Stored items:
┌──

//! Bulk actions: one backend mutation per selected row, run concurrently.
//!
//! There is no batch endpoint and no atomicity. Each row succeeds or fails on
//! its own and [`BulkOutcome`] keeps the per-row result.

use std::future::Future;

use bazaar_core::{BulkAction, BulkOutcome, ProductId};
use futures::future::join_all;

use crate::api::ApiResult;

/// Run `mutate` once per id and collect the results.
///
/// Mutations resolve in any order; results are keyed by id.
pub async fn run_bulk<F, Fut>(action: BulkAction, ids: &[ProductId], mutate: F) -> BulkOutcome
where
    F: Fn(ProductId) -> Fut,
    Fut: Future<Output = ApiResult<()>>,
{
    let results = join_all(ids.iter().map(|id| {
        let pending = mutate(id.clone());
        async move { (id.clone(), pending.await.map_err(|err| err.user_message())) }
    }))
    .await;

    let outcome = BulkOutcome { results };
    if outcome.failure_count() > 0 {
        let failed: Vec<String> = outcome.failed().map(|(id, _)| id.to_string()).collect();
        tracing::warn!(
            action = %action,
            succeeded = outcome.success_count(),
            failed = ?failed,
            "Bulk action partially failed"
        );
    } else {
        tracing::info!(action = %action, count = outcome.success_count(), "Bulk action completed");
    }
    outcome
}

#[cfg(test)]
#[allow(clippy::unwrap_used)]
mod tests {
    use std::sync::Mutex;

    use bazaar_core::{Product, ProductStatus, VendorId, apply_bulk_outcome};
    use rust_decimal::Decimal;

    use super::*;
    use crate::api::ApiError;

    fn product(id: &str) -> Product {
        Product {
            id: ProductId::new(id),
            name: id.to_uppercase(),
            description: String::new(),
            price: Decimal::from(12),
            sale_price: None,
            category_id: None,
            vendor_id: VendorId::new("v1"),
            vendor_name: None,
            inventory: 3,
            is_active: false,
            status: ProductStatus::Pending,
            images: Vec::new(),
            rejection_reason: None,
            created_at: None,
            updated_at: None,
        }
    }

    #[tokio::test]
    async fn test_one_call_per_selected_item() {
        let ids: Vec<ProductId> = ["a", "b", "c", "d"].map(ProductId::new).to_vec();
        let calls = Mutex::new(Vec::new());

        let outcome = run_bulk(BulkAction::Approve, &ids, |id| {
            calls.lock().unwrap().push(id);
            async { Ok(()) }
        })
        .await;

        assert_eq!(calls.lock().unwrap().len(), 4);
        assert_eq!(outcome.success_count(), 4);
        assert_eq!(outcome.failure_count(), 0);
    }

    #[tokio::test]
    async fn test_failed_item_keeps_prior_state() {
        let ids: Vec<ProductId> = ["a", "b", "c"].map(ProductId::new).to_vec();
        let mut products: Vec<Product> = ["a", "b", "c"].map(product).to_vec();

        let outcome = run_bulk(BulkAction::Approve, &ids, |id| async move {
            if id.as_str() == "b" {
                Err(ApiError::Validation("missing images".to_string()))
            } else {
                Ok(())
            }
        })
        .await;

        apply_bulk_outcome(&mut products, BulkAction::Approve, &outcome);

        let statuses: Vec<(&str, ProductStatus)> = products
            .iter()
            .map(|p| (p.id.as_str(), p.status))
            .collect();
        assert_eq!(
            statuses,
            vec![
                ("a", ProductStatus::Approved),
                ("b", ProductStatus::Pending),
                ("c", ProductStatus::Approved),
            ]
        );
        assert_eq!(
            outcome.summary(BulkAction::Approve),
            "Approved 2 of 3 products. Failed: b (missing images)"
        );
    }

    #[tokio::test]
    async fn test_bulk_delete_removes_only_succeeded_rows() {
        let ids: Vec<ProductId> = ["a", "b"].map(ProductId::new).to_vec();
        let mut products: Vec<Product> = ["a", "b", "c"].map(product).to_vec();

        let outcome = run_bulk(BulkAction::Delete, &ids, |id| async move {
            if id.as_str() == "a" {
                Ok(())
            } else {
                Err(ApiError::Forbidden)
            }
        })
        .await;

        apply_bulk_outcome(&mut products, BulkAction::Delete, &outcome);
        let remaining: Vec<&str> = products.iter().map(|p| p.id.as_str()).collect();
        assert_eq!(remaining, vec!["b", "c"]);
    }
}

└──

Problem:
Having found the line with "let outcome = run_bulk(BulkAction::Approve, &ids, |id| async", transcribe it and each line after it to the end of the entries, with no other lines.

Answer section:
        let outcome = run_bulk(BulkAction::Approve, &ids, |id| async move {
            if id.as_str() == "b" {
                Err(ApiError::Validation("missing images".to_string()))
            } else {
                Ok(())
            }
        })
        .await;

        apply_bulk_outcome(&mut products, BulkAction::Approve, &outcome);

        let statuses: Vec<(&str, ProductStatus)> = products
            .iter()
            .map(|p| (p.id.as_str(), p.status))
            .collect();
        assert_eq!(
            statuses,
            vec![
                ("a", ProductStatus::Approved),
                ("b", ProductStatus::Pending),
                ("c", ProductStatus::Approved),
            ]
        );
        assert_eq!(
            outcome.summary(BulkAction::Approve),
            "Approved 2 of 3 products. Failed: b (missing images)"
        );
    }

    #[tokio::test]
    async fn test_bulk_delete_removes_only_succeeded_rows() {
        let ids: Vec<ProductId> = ["a", "b"].map(ProductId::new).to_vec();
        let mut products: Vec<Product> = ["a", "b", "c"].map(product).to_vec();

        let outcome = run_bulk(BulkAction::Delete, &ids, |id| async move {
            if id.as_str() == "a" {
                Ok(())
            } else {
                Err(ApiError::Forbidden)
            }
        })
        .await;

        apply_bulk_outcome(&mut products, BulkAction::Delete, &outcome);
        let remaining: Vec<&str> = products.iter().map(|p| p.id.as_str()).collect();
        assert_eq!(remaining, vec!["b", "c"]);
    }
}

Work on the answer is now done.